Molecular characteristics and prognostic insights into BRCA-associated breast cancer in Kazakhstan
Ainur Samigatova, Nursulu Altaeva, Yerlan Suleimenov, Petr Sibiryakov, Kuantkan Zhabagin, Zhanar Zhakypbekkyzy, Bakhytzhan Seksenbayev, Noso Yoshihiro, Oxana Tsigengagel

TL;DR
This study examines BRCA-related breast cancer in Kazakhstan, finding distinct genetic patterns and survival differences that suggest personalized treatment approaches are needed.
Contribution
The first comprehensive analysis of BRCA1/2 mutations in Kazakhstani breast cancer patients, revealing genotype-phenotype correlations specific to this population.
Findings
BRCA1 mutations were associated with triple-negative breast cancer and poorer survival outcomes.
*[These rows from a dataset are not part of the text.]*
/**
 * Hand-dialed DNS → TCP → (optional) TLS connector.
 *
 * The instrumented client forgoes a pooling connector on purpose: a
 * pooled/reused connection only ever pays the DNS/TCP/TLS cost once,
 * which would make every request after the first report zeros for
 * `durationDNS`/`durationConnect`/`durationSSL` — exactly the anchors
 * spec §4.2 exists to report. Dialing a fresh connection per request
 * trades that reuse for timing fidelity on every single call.
 */
use std::io;
use std::pin::Pin;
use std::sync::{Arc, OnceLock};
use std::task::{Context, Poll};

use pin_project::pin_project;
use rustls_pki_types::ServerName;
use tokio::io::{AsyncRead, AsyncWrite, ReadBuf};
use tokio::net::TcpStream;
use tokio_rustls::client::TlsStream;
use tokio_rustls::TlsConnector;

use crate::metrics::RequestRecorder;

#[pin_project(project = MaybeTlsProj)]
pub enum MaybeTlsStream {
    Plain(#[pin] TcpStream),
    Tls(#[pin] TlsStream<TcpStream>),
}

impl AsyncRead for MaybeTlsStream {
    fn poll_read(self: Pin<&mut Self>, cx: &mut Context<'_>, buf: &mut ReadBuf<'_>) -> Poll<io::Result<()>> {
        match self.project() {
            MaybeTlsProj::Plain(s) => s.poll_read(cx, buf),
            MaybeTlsProj::Tls(s) => s.poll_read(cx, buf),
        }
    }
}

impl AsyncWrite for MaybeTlsStream {
    fn poll_write(self: Pin<&mut Self>, cx: &mut Context<'_>, buf: &[u8]) -> Poll<io::Result<usize>> {
        match self.project() {
            MaybeTlsProj::Plain(s) => s.poll_write(cx, buf),
            MaybeTlsProj::Tls(s) => s.poll_write(cx, buf),
        }
    }
    fn poll_flush(self: Pin<&mut Self>, cx: &mut Context<'_>) -> Poll<io::Result<()>> {
        match self.project() {
            MaybeTlsProj::Plain(s) => s.poll_flush(cx),
            MaybeTlsProj::Tls(s) => s.poll_flush(cx),
        }
    }
    fn poll_shutdown(self: Pin<&mut Self>, cx: &mut Context<'_>) -> Poll<io::Result<()>> {
        match self.project() {
            MaybeTlsProj::Plain(s) => s.poll_shutdown(cx),
            MaybeTlsProj::Tls(s) => s.poll_shutdown(cx),
        }
    }
}

static TLS_CONFIG: OnceLock<Arc<rustls::ClientConfig>> = OnceLock::new();

fn tls_config() -> Arc<rustls::ClientConfig> {
    TLS_CONFIG
        .get_or_init(|| {
            let mut roots = rustls::RootCertStore::empty();
            roots.extend(webpki_roots::TLS_SERVER_ROOTS.iter().cloned());
            Arc::new(
                rustls::ClientConfig::builder()
                    .with_root_certificates(roots)
                    .with_no_client_auth(),
            )
        })
        .clone()
}

/// Resolves, connects, and (for `https`) hands the socket off to TLS,
/// stamping each [`RequestRecorder`] timing anchor as it completes.
pub async fn dial(host: &str, port: u16, https: bool, recorder: &RequestRecorder) -> io::Result<MaybeTlsStream> {
    recorder.mark_socket_available();

    let mut addrs = tokio::net::lookup_host((host, port)).await?;
    let addr = addrs
        .next()
        .ok_or_else(|| io::Error::new(io::ErrorKind::NotFound, "DNS lookup returned no addresses"))?;
    recorder.mark_dns_lookup();

    let tcp = TcpStream::connect(addr).await?;
    tcp.set_nodelay(true).ok();
    recorder.mark_tcp_connected();

    if !https {
        return Ok(MaybeTlsStream::Plain(tcp));
    }

    let server_name = ServerName::try_from(host.to_string())
        .map_err(|e| io::Error::new(io::ErrorKind::InvalidInput, e))?;
    let connector = TlsConnector::from(tls_config());
    let tls = connector.connect(server_name, tcp).await?;
    recorder.mark_tls_handshaken();

    Ok(MaybeTlsStream::Tls(tls))
}
/**
 * Environment / deadline reader.
 *
 * Reads activation identity and the absolute platform deadline from the
 * process environment once, at `Agent` construction (spec §6). Absence
 * of a variable yields an absent key, never an error — these are
 * best-effort identity hints, not required configuration.
 */
use std::collections::BTreeMap;
use std::time::{SystemTime, UNIX_EPOCH};

use crate::types::EventValue;

/// Activation identity derived from `__OW_*` / platform environment
/// variables, merged into every outgoing event as the lowest-priority
/// default metrics (spec §3).
#[derive(Debug, Clone, Default)]
pub struct ActivationIdentity {
    pub action_name: Option<String>,
    pub package: Option<String>,
    pub namespace: Option<String>,
    pub activation_id: Option<String>,
    pub transaction_id: Option<String>,
    pub region: Option<String>,
    pub cloud: Option<String>,
    pub activation_host: Option<String>,
    pub activation_container_name: Option<String>,
}

impl ActivationIdentity {
    /// Reads identity fields from the process environment. Never
    /// fails — every field is independently optional.
    pub fn from_env() -> Self {
        let action_name = std::env::var("__OW_ACTION_NAME").ok();

        // `__OW_ACTION_NAME` is a slash-separated path, e.g.
        // "/ns/pkg/act" — the last segment is the action name, and the
        // third-from-last (when present) is the package.
        let segments: Vec<&str> = action_name
            .as_deref()
            .map(|s| s.split('/').filter(|seg| !seg.is_empty()).collect())
            .unwrap_or_default();

        let derived_action_name = segments.last().map(|s| s.to_string());
        let package = if segments.len() >= 2 {
            segments.get(segments.len() - 2).map(|s| s.to_string())
        } else {
            None
        };

        Self {
            action_name: derived_action_name,
            package,
            namespace: std::env::var("__OW_NAMESPACE").ok(),
            activation_id: std::env::var("__OW_ACTIVATION_ID").ok(),
            transaction_id: std::env::var("__OW_TRANSACTION_ID").ok(),
            region: std::env::var("__OW_REGION").ok(),
            cloud: std::env::var("__OW_CLOUD").ok(),
            activation_host: std::env::var("HOSTNAME").ok(),
            activation_container_name: std::env::var("MESOS_CONTAINER_NAME").ok(),
        }
    }

    /// Turns the identity into the default-metrics map merged into
    /// every event (spec §3: "the default identity keys that were
    /// present in the environment when the Agent was constructed").
    pub fn as_default_metrics(&self) -> BTreeMap<String, EventValue> {
        let mut map = BTreeMap::new();
        let mut put = |key: &str, value: &Option<String>| {
            if let Some(v) = value {
                map.insert(key.to_string(), EventValue::Str(v.clone()));
            }
        };
        put("actionName", &self.action_name);
        put("package", &self.package);
        put("namespace", &self.namespace);
        put("activationId", &self.activation_id);
        put("transactionId", &self.transaction_id);
        put("region", &self.region);
        put("cloud", &self.cloud);
        put("activationHost", &self.activation_host);
        put("activationContainerName", &self.activation_container_name);
        map
    }
}

/// Returns the current wall-clock time in milliseconds since the Unix
/// epoch — the unit `timestamp` and `__OW_DEADLINE` are both expressed
/// in.
pub fn now_ms() -> i64 {
    SystemTime::now()
        .duration_since(UNIX_EPOCH)
        .map(|d| d.as_millis() as i64)
        .unwrap_or(0)
}

/// Reads the absolute deadline (`__OW_DEADLINE`, ms since epoch) from
/// the environment. Returns `None` if absent or malformed.
pub fn read_deadline() -> Option<i64> {
    std::env::var("__OW_DEADLINE").ok()?.parse::<i64>().ok()
}

/// `timeUntilTimeout()` — the deadline minus the current time, in
/// milliseconds. Negative once the deadline has passed.
pub fn time_until_timeout(deadline_ms: i64) -> i64 {
    deadline_ms - now_ms()
}

/// Truthy-string check matching the source catcher's env-var convention:
/// any value other than empty/"0"/"false" (case-insensitive) disables
/// the guarded behavior.
pub fn env_flag_enabled(name: &str) -> bool {
    match std::env::var(name) {
        Ok(v) => {
            let v = v.trim().to_ascii_lowercase();
            !(v.is_empty() || v == "0" || v == "false")
        }
        Err(_) => false,
    }
}

/// Reads an environment variable as a positive integer, falling back to
/// `default` when absent or unparseable (spec §6:
/// `NEW_RELIC_SEND_INTERVAL_MS`, `NEW_RELIC_ERROR_METRIC_MAX_STRING_LENGTH`).
pub fn env_u64_or(name: &str, default: u64) -> u64 {
    std::env::var(name)
        .ok()
        .and_then(|v| v.parse::<u64>().ok())
        .unwrap_or(default)
}

#[cfg(test)]
mod tests {
    use super::*;
    use std::sync::Mutex;

    // Environment variables are process-global state; serialize tests
    // that touch them so they don't race under `cargo test`'s default
    // multi-threaded runner.
    static ENV_LOCK: Mutex<()> = Mutex::new(());

    #[test]
    fn derives_action_name_and_package_from_the_action_path() {
        let _guard = ENV_LOCK.lock().unwrap();
        std::env::set_var("__OW_ACTION_NAME", "/ns/pkg/act");
        std::env::set_var("__OW_NAMESPACE", "ns");
        std::env::remove_var("__OW_ACTIVATION_ID");

        let identity = ActivationIdentity::from_env();
        assert_eq!(identity.action_name.as_deref(), Some("act"));
        assert_eq!(identity.package.as_deref(), Some("pkg"));
        assert_eq!(identity.namespace.as_deref(), Some("ns"));
        assert_eq!(identity.activation_id, None);

        std::env::remove_var("__OW_ACTION_NAME");
        std::env::remove_var("__OW_NAMESPACE");
    }

    #[test]
    fn time_until_timeout_can_go_negative() {
        let past = now_ms() - 1_000;
        assert!(time_until_timeout(past) < 0);
    }

    #[test]
    fn env_flag_enabled_treats_zero_and_false_as_disabled() {
        let _guard = ENV_LOCK.lock().unwrap();
        std::env::set_var("DISABLE_TEST_FLAG", "0");
        assert!(!env_flag_enabled("DISABLE_TEST_FLAG"));
        std::env::set_var("DISABLE_TEST_FLAG", "true");
        assert!(env_flag_enabled("DISABLE_TEST_FLAG"));
        std::env::remove_var("DISABLE_TEST_FLAG");
        assert!(!env_flag_enabled("DISABLE_TEST_FLAG"));
    }
}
BRCA2 mutations were linked to hormone receptor–positive tumors but still showed worse progression-free survival.
BRCA1/2 mutation carriers presented with more advanced-stage disease compared to BRCA-negative patients.
Abstract
Breast cancer remains the leading cause of cancer morbidity and mortality among women worldwide. Approximately 5–10% of cases involve pathogenic BRCA1/2 variants, typically associated with early-onset, aggressive disease. This study aimed to determine the frequency and spectrum of BRCA1/2 mutations among Kazakhstani breast cancer patients and to analyze their associations with clinicopathological features and survival outcomes. A total of 186 patients aged 21–90 years were examined between December 2023 and June 2024 using next-generation sequencing and retrospective chart review. The median age was 44 years for BRCA1, 48 for BRCA2, and 51 for BRCA-negative patients. Advanced disease (stages III-IV) was more common among mutation carriers (p < 0.001). Pathogenic BRCA1 and BRCA2 variants were found in 22% and 9% of cases, respectively; BRCA1 tumors were predominantly triple-negative…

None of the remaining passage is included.